= StGiNU =

StGiNU (acronym for Stop the Genocide in Northern Uganda) is an advocacy group formed in the beginning of 2005 by Ugandans living in the United Kingdom. At that time, the situation in the concentration camps in Northern Uganda was claiming lives more than cross fire casualties. In the same year 2005, the Ugandan World Health Organization reported that there were 5000 excess deaths per week due to camp conditions alone.

Jan Egeland UN's Undersecretary General for Humanitarian Affairs stated that the Northern Uganda situation was worse than Iraq. Another UN representative Olara Otunnu said the situation in Northern Uganda was a secret genocide.

StGiNU group carried out their main public demonstration on the 16 April 2005 in Downing Street, and handed a petition to UK PM Tony Blair. Copies of the petition documents were later on sent to several governments including the United Nations office. The documents can be accessed here.

== History ==

Concentration camps in Northern Uganda started on a small scale when Yoweri Museveni took over power from the Ugandan president Tito Okello Lutwa in 1986. All civilians in the Acoli areas of Anaka, Agung, Purongo, Olwiyo etc. were rounded up by Museveni's soldiers then known as National Resistance Army, many civilians were murdered, the survivors were forcefully removed from their lands, put in army trucks and dumped in the Karuma area. By that time there were no rebel movements in the North, but the Ugandan army kept on uprooting people starting from March 1986. They looted livestock, burned food crops, carried out rapes and shot anyone found living in the villages.

In 1996 the Museveni's government ordered all civilians in Acoli sub-region to relocate into concentration camps. Their homes or properties were burned by helicopter gunships. The people were told that this was to 'protect' them against the Lord's Resistance Army (LRA) rebels.

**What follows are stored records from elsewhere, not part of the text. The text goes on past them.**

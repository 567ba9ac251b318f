//! Compilation driver and pipeline orchestration

use crate::common::CompileResult;
use crate::frontend::{parse, prepare_global_scope, semantic_check, Ast, FrontendConfig, Lexer, Scope};

/// Frontend pipeline over a prepared global scope.
///
/// Each compilation checks against its own copy of the global scope, so
/// one pipeline can compile any number of programs.
pub struct Pipeline {
    global: Scope,
    config: FrontendConfig,
}

impl Pipeline {
    pub fn new(config: FrontendConfig) -> Self {
        Self {
            global: Scope::new(),
            config,
        }
    }

    /// Pipeline whose global scope is preloaded from `bootstrap`
    pub fn with_bootstrap(bootstrap: &str, config: FrontendConfig) -> CompileResult<Self> {
        if config.verbose {
            eprintln!("Preparing global scope...");
        }
        let global = prepare_global_scope(bootstrap)?;
        Ok(Self { global, config })
    }

    pub fn config(&self) -> &FrontendConfig {
        &self.config
    }

    pub fn global_scope(&self) -> &Scope {
        &self.global
    }

    /// Parse `source` without semantic analysis
    pub fn parse(&self, source: &str) -> CompileResult<Ast> {
        if self.config.dump_tokens {
            let tokens = Lexer::new(source).tokenize_all()?;
            eprintln!("=== Tokens ===");
            for token in &tokens {
                eprintln!("{:?}", token);
            }
            eprintln!("=== End Tokens ===\n");
        }

        if self.config.verbose {
            eprintln!("Parsing...");
        }
        let ast = parse(source)?;

        if self.config.dump_ast {
            eprintln!("=== AST ===");
            for line in ast.dump() {
                eprintln!("{}", line);
            }
            eprintln!("=== End AST ===\n");
        }

        Ok(ast)
    }

    /// Parse and check `source`, returning the annotated tree
    pub fn compile(&self, source: &str) -> CompileResult<Ast> {
        let mut ast = self.parse(source)?;

        if self.config.verbose {
            eprintln!("Analyzing...");
        }
        let mut scope = self.global.clone();
        semantic_check(&mut ast, &mut scope)?;

        Ok(ast)
    }

    /// Annotated tree dump of `source`
    pub fn dump(&self, source: &str) -> CompileResult<Vec<String>> {
        Ok(self.compile(source)?.dump())
    }
}

impl Default for Pipeline {
    fn default() -> Self {
        Self::new(FrontendConfig::default())
    }
}
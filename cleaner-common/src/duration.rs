//! Parsing for the `metav1.Duration` wire format.
//!
//! Kubernetes serializes durations as Go `time.ParseDuration` strings, e.g.
//! `"90s"`, `"1h30m"`, `"1.5h"` or `"-2m"`. Only the parsing direction is needed
//! here; the controller never writes durations back.
use std::time;

#[derive(Debug, Clone, PartialEq, Eq, thiserror::Error)]
pub enum DurationError {
    #[error("empty duration")]
    Empty,
    #[error("invalid duration {0:?}")]
    Invalid(String),
    #[error("missing unit in duration {0:?}")]
    MissingUnit(String),
    #[error("unknown unit {unit:?} in duration {input:?}")]
    UnknownUnit { unit: String, input: String },
    #[error("duration {0:?} overflows")]
    Overflow(String),
    #[error("duration {0:?} is negative")]
    Negative(String),
}

const NANOS_PER_UNIT: &[(&str, u128)] = &[
    ("ns", 1),
    ("us", 1_000),
    ("µs", 1_000),
    ("μs", 1_000),
    ("ms", 1_000_000),
    ("s", 1_000_000_000),
    ("m", 60 * 1_000_000_000),
    ("h", 60 * 60 * 1_000_000_000),
];

/// Parse a Go duration string into a non-negative `std::time::Duration`.
///
/// Negative inputs are rejected with `DurationError::Negative` rather than
/// clamped, so callers can report them as a validation failure.
pub fn parse_go_duration(input: &str) -> Result<time::Duration, DurationError> {
    let trimmed = input.trim();
    if trimmed.is_empty() {
        return Err(DurationError::Empty);
    }

    let (negative, mut rest) = match trimmed.as_bytes()[0] {
        b'-' => (true, &trimmed[1..]),
        b'+' => (false, &trimmed[1..]),
        _ => (false, trimmed),
    };

    // Go accepts a bare "0" without a unit.
    if rest == "0" {
        return Ok(time::Duration::ZERO);
    }
    if rest.is_empty() {
        return Err(DurationError::Invalid(input.to_owned()));
    }

    let mut total_nanos: u128 = 0;
    while !rest.is_empty() {
        let number_len = rest
            .find(|c: char| !(c.is_ascii_digit() || c == '.'))
            .unwrap_or(rest.len());
        let (number, after_number) = rest.split_at(number_len);
        if number.is_empty() || number == "." {
            return Err(DurationError::Invalid(input.to_owned()));
        }

        let unit_len = after_number
            .find(|c: char| c.is_ascii_digit() || c == '.')
            .unwrap_or(after_number.len());
        let (unit, after_unit) = after_number.split_at(unit_len);
        if unit.is_empty() {
            return Err(DurationError::MissingUnit(input.to_owned()));
        }

        let scale = NANOS_PER_UNIT
            .iter()
            .find(|(name, _)| *name == unit)
            .map(|(_, scale)| *scale)
            .ok_or_else(|| DurationError::UnknownUnit {
                unit: unit.to_owned(),
                input: input.to_owned(),
            })?;

        total_nanos = total_nanos
            .checked_add(scaled_nanos(number, scale, input)?)
            .ok_or_else(|| DurationError::Overflow(input.to_owned()))?;
        rest = after_unit;
    }

    if negative && total_nanos > 0 {
        return Err(DurationError::Negative(input.to_owned()));
    }

    let secs = u64::try_from(total_nanos / 1_000_000_000)
        .map_err(|_| DurationError::Overflow(input.to_owned()))?;
    let nanos = (total_nanos % 1_000_000_000) as u32;
    Ok(time::Duration::new(secs, nanos))
}

/// Convert one `<number><unit>` component, which may carry a fraction, to nanoseconds.
fn scaled_nanos(number: &str, scale: u128, input: &str) -> Result<u128, DurationError> {
    let (whole, fraction) = match number.split_once('.') {
        Some((whole, fraction)) => (whole, fraction),
        None => (number, ""),
    };
    if fraction.contains('.') {
        return Err(DurationError::Invalid(input.to_owned()));
    }

    let overflow = || DurationError::Overflow(input.to_owned());

    let whole: u128 = if whole.is_empty() {
        0
    } else {
        whole.parse().map_err(|_| overflow())?
    };
    let mut nanos = whole.checked_mul(scale).ok_or_else(overflow)?;

    // Digits past the unit's precision are dropped, as Go does.
    let mut place = scale;
    for digit in fraction.bytes() {
        place /= 10;
        if place == 0 {
            break;
        }
        nanos = nanos
            .checked_add(u128::from(digit - b'0') * place)
            .ok_or_else(overflow)?;
    }

    Ok(nanos)
}

#[cfg(test)]
mod tests {
    use super::*;

    #[test]
    fn test_parse_simple_units() {
        assert_eq!(parse_go_duration("90s"), Ok(time::Duration::from_secs(90)));
        assert_eq!(parse_go_duration("2h"), Ok(time::Duration::from_secs(7200)));
        assert_eq!(
            parse_go_duration("500ms"),
            Ok(time::Duration::from_millis(500))
        );
        assert_eq!(parse_go_duration("10us"), Ok(time::Duration::from_micros(10)));
        assert_eq!(parse_go_duration("10µs"), Ok(time::Duration::from_micros(10)));
        assert_eq!(parse_go_duration("7ns"), Ok(time::Duration::from_nanos(7)));
    }

    #[test]
    fn test_parse_compound_and_fractional() {
        assert_eq!(
            parse_go_duration("1h30m"),
            Ok(time::Duration::from_secs(5400))
        );
        assert_eq!(
            parse_go_duration("1h0m0s"),
            Ok(time::Duration::from_secs(3600))
        );
        assert_eq!(
            parse_go_duration("1.5h"),
            Ok(time::Duration::from_secs(5400))
        );
        assert_eq!(
            parse_go_duration(".5s"),
            Ok(time::Duration::from_millis(500))
        );
        assert_eq!(parse_go_duration("+3s"), Ok(time::Duration::from_secs(3)));
    }

    #[test]
    fn test_parse_zero() {
        assert_eq!(parse_go_duration("0"), Ok(time::Duration::ZERO));
        assert_eq!(parse_go_duration("0s"), Ok(time::Duration::ZERO));
        assert_eq!(parse_go_duration("-0s"), Ok(time::Duration::ZERO));
    }

    #[test]
    fn test_parse_rejects_malformed() {
        assert_eq!(parse_go_duration(""), Err(DurationError::Empty));
        assert_eq!(
            parse_go_duration("10"),
            Err(DurationError::MissingUnit("10".to_owned()))
        );
        assert!(matches!(
            parse_go_duration("10d"),
            Err(DurationError::UnknownUnit { .. })
        ));
        assert!(matches!(
            parse_go_duration("abc"),
            Err(DurationError::Invalid(_))
        ));
        assert!(matches!(
            parse_go_duration("1..5s"),
            Err(DurationError::Invalid(_))
        ));
        assert!(matches!(parse_go_duration("-"), Err(DurationError::Invalid(_))));
    }

    #[test]
    fn test_parse_rejects_negative() {
        assert_eq!(
            parse_go_duration("-1s"),
            Err(DurationError::Negative("-1s".to_owned()))
        );
    }
}
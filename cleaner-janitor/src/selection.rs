//! Pure selection of which executions a cycle should delete.
//!
//! Nothing here touches the cluster: each step takes executions in and hands a
//! subset back, so the whole decision can be tested without a client.
use std::cmp::Ordering;
use std::time::Duration;

use chrono::{DateTime, Utc};
use cleaner_common::execution::{Execution, CRON_JOB_KIND};

/// Executions split by lifecycle state. Executions with every counter at zero are dropped.
#[derive(Debug, Default, Clone, PartialEq, Eq)]
pub struct Classified {
    pub active: Vec<Execution>,
    pub succeeded: Vec<Execution>,
    pub failed: Vec<Execution>,
}

/// Keep executions owned by the CronJob named `cron_job_name`.
pub fn filter_by_owner(executions: Vec<Execution>, cron_job_name: &str) -> Vec<Execution> {
    executions
        .into_iter()
        .filter(|execution| execution.is_owned_by(CRON_JOB_KIND, cron_job_name))
        .collect()
}

/// Partition by counters, checked in the order active, succeeded, failed.
///
/// A Job can briefly report both active and terminal counts while a pod is
/// being replaced; it is treated as still running.
pub fn classify(executions: Vec<Execution>) -> Classified {
    let mut classified = Classified::default();

    for execution in executions {
        if execution.active > 0 {
            classified.active.push(execution);
        } else if execution.succeeded > 0 {
            classified.succeeded.push(execution);
        } else if execution.failed > 0 {
            classified.failed.push(execution);
        }
    }

    classified
}

/// Active executions that started more than `threshold` before `now`.
///
/// Executions without a start time are never stuck.
pub fn detect_stuck(active: &[Execution], threshold: Duration, now: DateTime<Utc>) -> Vec<Execution> {
    let Ok(threshold) = chrono::Duration::from_std(threshold) else {
        // Longer than chrono can represent: nothing can have run that long.
        return Vec::new();
    };

    active
        .iter()
        .filter(|execution| {
            execution
                .start_time
                .is_some_and(|started| now.signed_duration_since(started) > threshold)
        })
        .cloned()
        .collect()
}

/// Newest start time first, missing start times last, then name ascending.
fn newest_first(a: &Execution, b: &Execution) -> Ordering {
    // `None < Some(_)`, so comparing b to a puts missing start times at the end.
    b.start_time
        .cmp(&a.start_time)
        .then_with(|| a.name.cmp(&b.name))
}

/// Executions beyond the `retain` most recent ones.
///
/// The result is in retention order, so executions without a start time come
/// last in the sort and are always the first to fall outside the kept window.
pub fn compute_excess(terminal: &[Execution], retain: usize) -> Vec<Execution> {
    if terminal.len() <= retain {
        return Vec::new();
    }

    let mut sorted = terminal.to_vec();
    sorted.sort_by(newest_first);
    sorted.split_off(retain)
}

#[cfg(test)]
mod tests {
    use super::*;
    use chrono::Duration as ChronoDuration;

    fn job(name: &str) -> Execution {
        Execution::new("batch", name).owned_by(CRON_JOB_KIND, "nightly")
    }

    fn names(executions: &[Execution]) -> Vec<&str> {
        executions.iter().map(|e| e.name.as_str()).collect()
    }

    #[test]
    fn test_filter_by_owner() {
        let executions = vec![
            job("nightly-1"),
            Execution::new("batch", "other-1").owned_by(CRON_JOB_KIND, "hourly"),
            Execution::new("batch", "wrong-kind").owned_by("Deployment", "nightly"),
            Execution::new("batch", "orphan"),
            Execution::new("batch", "multi")
                .owned_by("Workflow", "pipeline")
                .owned_by(CRON_JOB_KIND, "nightly"),
        ];

        let owned = filter_by_owner(executions, "nightly");

        assert_eq!(names(&owned), vec!["nightly-1", "multi"]);
    }

    #[test]
    fn test_filter_by_owner_never_returns_foreign_executions() {
        let kinds = ["CronJob", "Job", "Deployment", ""];
        let owners = ["nightly", "nightly-2", "Nightly", ""];
        let mut executions = Vec::new();
        for kind in kinds {
            for owner in owners {
                executions.push(Execution::new("batch", &format!("{kind}/{owner}")).owned_by(kind, owner));
            }
        }

        let owned = filter_by_owner(executions, "nightly");

        assert_eq!(names(&owned), vec!["CronJob/nightly"]);
        for execution in &owned {
            assert!(execution.is_owned_by(CRON_JOB_KIND, "nightly"));
        }
    }

    #[test]
    fn test_classify() {
        let executions = vec![
            job("active").with_counts(1, 0, 0),
            job("succeeded").with_counts(0, 1, 0),
            job("failed").with_counts(0, 0, 1),
            job("pending").with_counts(0, 0, 0),
        ];

        let classified = classify(executions);

        assert_eq!(names(&classified.active), vec!["active"]);
        assert_eq!(names(&classified.succeeded), vec!["succeeded"]);
        assert_eq!(names(&classified.failed), vec!["failed"]);
    }

    #[test]
    fn test_classify_active_wins_over_terminal_counts() {
        let executions = vec![
            job("active-and-succeeded").with_counts(1, 2, 0),
            job("active-and-failed").with_counts(3, 0, 4),
            job("everything").with_counts(1, 1, 1),
            job("succeeded-and-failed").with_counts(0, 1, 1),
        ];

        let classified = classify(executions);

        assert_eq!(
            names(&classified.active),
            vec!["active-and-succeeded", "active-and-failed", "everything"]
        );
        assert_eq!(names(&classified.succeeded), vec!["succeeded-and-failed"]);
        assert!(classified.failed.is_empty());
    }

    #[test]
    fn test_detect_stuck() {
        let now = Utc::now();
        let hour = Duration::from_secs(3600);
        let active = vec![
            job("two-hours").started_at(now - ChronoDuration::hours(2)),
            job("thirty-minutes").started_at(now - ChronoDuration::minutes(30)),
            job("exactly-an-hour").started_at(now - ChronoDuration::hours(1)),
        ];

        let stuck = detect_stuck(&active, hour, now);

        assert_eq!(names(&stuck), vec!["two-hours"]);
    }

    #[test]
    fn test_detect_stuck_ignores_missing_start_time() {
        let now = Utc::now();
        let active = vec![job("unstarted").with_counts(1, 0, 0)];

        for threshold in [1, 60, 3600, 86400 * 365] {
            assert!(detect_stuck(&active, Duration::from_secs(threshold), now).is_empty());
        }
        assert!(detect_stuck(&active, Duration::MAX, now).is_empty());
    }

    #[test]
    fn test_compute_excess_keeps_newest() {
        let now = Utc::now();
        let terminal = vec![
            job("t2").started_at(now - ChronoDuration::hours(3)),
            job("t0").started_at(now),
            job("t1").started_at(now - ChronoDuration::hours(1)),
        ];

        let excess = compute_excess(&terminal, 2);

        assert_eq!(names(&excess), vec!["t2"]);
    }

    #[test]
    fn test_compute_excess_orders_older_after_newer() {
        let now = Utc::now();
        let terminal = vec![
            job("job-1").started_at(now - ChronoDuration::hours(3)),
            job("job-2").started_at(now - ChronoDuration::hours(2)),
            job("job-3").started_at(now),
        ];

        let excess = compute_excess(&terminal, 1);

        assert_eq!(names(&excess), vec!["job-2", "job-1"]);
    }

    #[test]
    fn test_compute_excess_none_when_within_retention() {
        let terminal = vec![job("job-1"), job("job-2")];

        assert!(compute_excess(&terminal, 5).is_empty());
        assert!(compute_excess(&terminal, 2).is_empty());
        assert!(compute_excess(&[], 0).is_empty());
    }

    #[test]
    fn test_compute_excess_retain_zero_takes_everything() {
        let now = Utc::now();
        let terminal = vec![job("a").started_at(now), job("b")];

        assert_eq!(names(&compute_excess(&terminal, 0)), vec!["a", "b"]);
    }

    #[test]
    fn test_compute_excess_missing_start_time_goes_first() {
        let now = Utc::now();
        let terminal = vec![
            job("old").started_at(now - ChronoDuration::days(30)),
            job("unstarted"),
            job("new").started_at(now),
            job("older").started_at(now - ChronoDuration::days(60)),
        ];

        for retain in 0..terminal.len() {
            let excess = compute_excess(&terminal, retain);
            assert!(
                names(&excess).contains(&"unstarted"),
                "retain={retain} dropped the unstarted execution from excess"
            );
        }
    }

    #[test]
    fn test_compute_excess_breaks_ties_by_name() {
        let now = Utc::now();
        let same = now - ChronoDuration::hours(1);
        let forward = vec![
            job("c").started_at(same),
            job("a").started_at(same),
            job("b").started_at(same),
            job("z"),
            job("y"),
        ];
        let mut reversed = forward.clone();
        reversed.reverse();

        let excess = compute_excess(&forward, 1);

        assert_eq!(names(&excess), vec!["b", "c", "y", "z"]);
        assert_eq!(excess, compute_excess(&reversed, 1));
    }
}
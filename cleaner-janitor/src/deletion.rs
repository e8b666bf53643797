use std::collections::HashSet;
use std::fmt;

use chrono::{DateTime, Utc};
use cleaner_common::crd::CronExecutionCleanerStatus;
use cleaner_common::execution::Execution;
use tracing::{info, warn};

use crate::client::{ClientError, ExecutionClient};

#[derive(Clone, Copy, Debug, PartialEq, Eq)]
pub enum Category {
    Stuck,
    ExcessSucceeded,
    ExcessFailed,
}

impl Category {
    pub fn as_str(&self) -> &'static str {
        match self {
            Category::Stuck => "stuck",
            Category::ExcessSucceeded => "excess_succeeded",
            Category::ExcessFailed => "excess_failed",
        }
    }
}

impl fmt::Display for Category {
    fn fmt(&self, f: &mut fmt::Formatter<'_>) -> fmt::Result {
        f.write_str(self.as_str())
    }
}

#[derive(Debug)]
pub struct DeleteFailure {
    pub execution: String,
    pub error: ClientError,
}

#[derive(Debug)]
pub struct CategoryOutcome {
    pub category: Category,
    pub deleted: u64,
    pub failures: Vec<DeleteFailure>,
}

impl CategoryOutcome {
    pub fn empty(category: Category) -> Self {
        Self {
            category,
            deleted: 0,
            failures: Vec::new(),
        }
    }
}

/// Issues deletions for one cycle, never touching the same Job twice.
pub struct Deleter<'a, C: ?Sized> {
    client: &'a C,
    seen: HashSet<(String, String)>,
}

impl<'a, C: ExecutionClient + ?Sized> Deleter<'a, C> {
    pub fn new(client: &'a C) -> Self {
        Self {
            client,
            seen: HashSet::new(),
        }
    }

    /// Delete each execution in turn, carrying on past failures.
    ///
    /// A Job that is already gone counts neither as deleted nor as a failure.
    pub async fn delete_all(&mut self, executions: &[Execution], category: Category) -> CategoryOutcome {
        let mut outcome = CategoryOutcome::empty(category);

        for execution in executions {
            let key = (execution.namespace.clone(), execution.name.clone());
            if !self.seen.insert(key) {
                continue;
            }

            info!(job = %execution.name, %category, "deleting job");

            match self.client.delete_execution(execution).await {
                Ok(()) => {
                    outcome.deleted += 1;
                    metrics::counter!("cleaner_executions_deleted_total", "category" => category.as_str())
                        .increment(1);
                }
                Err(ClientError::NotFound) => {
                    info!(job = %execution.name, %category, "job already deleted");
                }
                Err(error) => {
                    warn!(job = %execution.name, %category, error = %error, "failed to delete job");
                    metrics::counter!("cleaner_delete_failures_total", "category" => category.as_str())
                        .increment(1);
                    outcome.failures.push(DeleteFailure {
                        execution: execution.name.clone(),
                        error,
                    });
                }
            }
        }

        outcome
    }
}

/// Outcome of one cycle across all categories.
#[derive(Debug)]
pub struct CleanupResult {
    pub stuck: CategoryOutcome,
    pub excess_succeeded: CategoryOutcome,
    pub excess_failed: CategoryOutcome,
}

impl CleanupResult {
    pub fn aggregate(
        stuck: CategoryOutcome,
        excess_succeeded: CategoryOutcome,
        excess_failed: CategoryOutcome,
    ) -> Self {
        Self {
            stuck,
            excess_succeeded,
            excess_failed,
        }
    }

    pub fn total_deleted(&self) -> u64 {
        self.stuck.deleted + self.excess_succeeded.deleted + self.excess_failed.deleted
    }

    pub fn failures(&self) -> impl Iterator<Item = &DeleteFailure> {
        self.stuck
            .failures
            .iter()
            .chain(&self.excess_succeeded.failures)
            .chain(&self.excess_failed.failures)
    }

    /// Fold this cycle into the cumulative counters.
    ///
    /// A cycle that deleted nothing leaves the status untouched.
    pub fn apply_to_status(&self, status: &mut CronExecutionCleanerStatus, now: DateTime<Utc>) {
        let total = self.total_deleted();
        if total == 0 {
            return;
        }

        status.last_run_time = Some(now);
        status.jobs_deleted = status.jobs_deleted.saturating_add(total);
        status.pods_deleted = status.pods_deleted.saturating_add(total);
    }
}
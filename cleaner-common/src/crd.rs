use chrono::{DateTime, Utc};
use kube::CustomResource;
use schemars::JsonSchema;
use serde_derive::{Deserialize, Serialize};

pub const READY_CONDITION: &str = "Ready";

/// Desired state of a `CronExecutionCleaner`.
#[derive(CustomResource, Deserialize, Serialize, Clone, Debug, PartialEq, JsonSchema)]
#[kube(
    group = "lifecycle.github.io",
    version = "v1alpha1",
    kind = "CronExecutionCleaner",
    namespaced,
    status = "CronExecutionCleanerStatus",
    shortname = "cec",
    printcolumn = r#"{"name":"CronJob","type":"string","jsonPath":".spec.cronJobName"}"#,
    printcolumn = r#"{"name":"Deleted","type":"integer","jsonPath":".status.jobsDeleted"}"#,
    printcolumn = r#"{"name":"Ready","type":"string","jsonPath":".status.conditions[?(@.type==\"Ready\")].status"}"#
)]
#[serde(rename_all = "camelCase")]
pub struct CronExecutionCleanerSpec {
    /// Namespace in which the target CronJob exists.
    pub namespace: String,
    /// Name of the CronJob whose executions should be cleaned.
    #[serde(alias = "targetWorkloadName")]
    pub cron_job_name: String,
    pub retain: RetentionSpec,
    #[serde(default)]
    pub cleanup_stuck: CleanupStuckSpec,
    /// Interval at which cleanup runs, as a Go duration string.
    pub run_interval: String,
}

#[derive(Deserialize, Serialize, Clone, Debug, Default, PartialEq, JsonSchema)]
#[serde(rename_all = "camelCase")]
pub struct RetentionSpec {
    /// Number of succeeded Jobs to keep.
    #[serde(alias = "successful")]
    pub successful_jobs: i32,
    /// Number of failed Jobs to keep.
    #[serde(alias = "failed")]
    pub failed_jobs: i32,
}

#[derive(Deserialize, Serialize, Clone, Debug, Default, PartialEq, JsonSchema)]
#[serde(rename_all = "camelCase")]
pub struct CleanupStuckSpec {
    #[serde(default)]
    pub enabled: bool,
    /// How long a Job may stay active before it counts as stuck.
    #[serde(default)]
    pub stuck_after: String,
}

/// Observed state of a `CronExecutionCleaner`, written only by the controller.
#[derive(Deserialize, Serialize, Clone, Debug, Default, PartialEq, JsonSchema)]
#[serde(rename_all = "camelCase")]
pub struct CronExecutionCleanerStatus {
    /// Last time a cycle deleted at least one Job.
    #[serde(default, skip_serializing_if = "Option::is_none")]
    pub last_run_time: Option<DateTime<Utc>>,
    #[serde(default)]
    pub jobs_deleted: u64,
    /// Mirrors `jobs_deleted`: each Job is assumed to own exactly one Pod.
    #[serde(default)]
    pub pods_deleted: u64,
    #[serde(default, skip_serializing_if = "Vec::is_empty")]
    pub conditions: Vec<Condition>,
}

#[derive(Deserialize, Serialize, Clone, Copy, Debug, PartialEq, Eq, JsonSchema)]
pub enum ConditionStatus {
    True,
    False,
    Unknown,
}

/// A `metav1.Condition` shaped status entry.
#[derive(Deserialize, Serialize, Clone, Debug, PartialEq, JsonSchema)]
#[serde(rename_all = "camelCase")]
pub struct Condition {
    #[serde(rename = "type")]
    pub type_: String,
    pub status: ConditionStatus,
    pub reason: String,
    pub message: String,
    pub last_transition_time: DateTime<Utc>,
    #[serde(default, skip_serializing_if = "Option::is_none")]
    pub observed_generation: Option<i64>,
}

impl CronExecutionCleanerStatus {
    pub fn condition(&self, type_: &str) -> Option<&Condition> {
        self.conditions.iter().find(|c| c.type_ == type_)
    }

    /// Insert or update a condition keyed by type.
    ///
    /// Matches `meta.SetStatusCondition`: `last_transition_time` only moves
    /// when the status value flips, reason/message/generation always follow
    /// the new value.
    pub fn set_condition(&mut self, new: Condition) {
        match self.conditions.iter_mut().find(|c| c.type_ == new.type_) {
            Some(existing) => {
                if existing.status != new.status {
                    existing.status = new.status;
                    existing.last_transition_time = new.last_transition_time;
                }
                existing.reason = new.reason;
                existing.message = new.message;
                existing.observed_generation = new.observed_generation;
            }
            None => self.conditions.push(new),
        }
    }
}

#[cfg(test)]
mod tests {
    use super::*;
    use chrono::Duration;

    fn ready(status: ConditionStatus, reason: &str, at: DateTime<Utc>) -> Condition {
        Condition {
            type_: READY_CONDITION.to_owned(),
            status,
            reason: reason.to_owned(),
            message: String::new(),
            last_transition_time: at,
            observed_generation: Some(1),
        }
    }

    #[test]
    fn test_set_condition_keeps_transition_time_without_flip() {
        let t0 = Utc::now();
        let t1 = t0 + Duration::minutes(5);
        let mut status = CronExecutionCleanerStatus::default();

        status.set_condition(ready(ConditionStatus::True, "CycleCompleted", t0));
        status.set_condition(ready(ConditionStatus::True, "CycleCompleted", t1));

        assert_eq!(status.conditions.len(), 1);
        assert_eq!(status.conditions[0].last_transition_time, t0);
    }

    #[test]
    fn test_set_condition_moves_transition_time_on_flip() {
        let t0 = Utc::now();
        let t1 = t0 + Duration::minutes(5);
        let mut status = CronExecutionCleanerStatus::default();

        status.set_condition(ready(ConditionStatus::True, "CycleCompleted", t0));
        status.set_condition(ready(ConditionStatus::False, "InvalidSpec", t1));

        let condition = status.condition(READY_CONDITION).unwrap();
        assert_eq!(condition.status, ConditionStatus::False);
        assert_eq!(condition.reason, "InvalidSpec");
        assert_eq!(condition.last_transition_time, t1);
    }

    #[test]
    fn test_spec_accepts_field_aliases() {
        let spec: CronExecutionCleanerSpec = serde_json::from_value(serde_json::json!({
            "namespace": "batch",
            "targetWorkloadName": "nightly",
            "retain": {"successful": 3, "failed": 1},
            "runInterval": "5m"
        }))
        .unwrap();

        assert_eq!(spec.cron_job_name, "nightly");
        assert_eq!(spec.retain.successful_jobs, 3);
        assert_eq!(spec.retain.failed_jobs, 1);
        assert!(!spec.cleanup_stuck.enabled);
    }

    #[test]
    fn test_status_wire_names() {
        let status = CronExecutionCleanerStatus {
            jobs_deleted: 4,
            pods_deleted: 4,
            ..Default::default()
        };

        let value = serde_json::to_value(&status).unwrap();

        assert_eq!(value["jobsDeleted"], 4);
        assert_eq!(value["podsDeleted"], 4);
        assert!(value.get("lastRunTime").is_none());
    }
}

In 2002, the population of some areas of Lira District in Lango sub-region were relocated into concentration camps. In 2003, this was done in some parts of Teso sub-region. By this time there were already various international Non-governmental organizations working in Uganda. Museveni had refused to declare the North a disaster area but allowed NGOs to work on strict conditions that they must publicize the activities of LRA rebels. The Ugandan army, now known as the Uganda People's Defence Force (UPDF), is accused of causing prolonged brutality on the civilian population, including recruitment of children and forceful displacements under the disguise of fighting the LRA. The LRA were also to blame for causing brutality on civilians but they were few and could not out-number the UPDF. The LRA carried out attacks in the North once in a while, but were based in South Sudan, not in Uganda.

It took much campaigning and international pressure asking Museveni to close the concentration camps and to reach agreements with the LRA rebels. On the 26 October 2006 the Museveni's government granted permission that civilians in the North of the country should return to their former villages after years of staying in concentration camps. This marked the beginning of the reconstruction of homes, roads, schools and so on. As a result, most civilians in the North have now returned to their former villages. However, many people died during the forceful relocations. And many civilians contracted diseases such as nodding disease, HIV etc.

== The Lord's Resistance Army ==

The world knew Joseph Kony and The Lord's Resistance Army as the main war culprits in Uganda, Democratic Republic of Congo, Central African Republic or South Sudan. Kony is also well known for abduction and recruitment of child soldiers.

== Land Grabbing in Amuru District ==

The motive behind displacement of the Acoli people in the North has become apparent that the Museveni's government is interested in grabbing lands from the civilian population. The UPDF Uganda People's Defence Force has carried out forceful evictions of the civilian from their lands. There have been rapes, fatalities and ethnic clashes over the land in Amuru district since the people were allowed to return to their former villages after the concentration camps.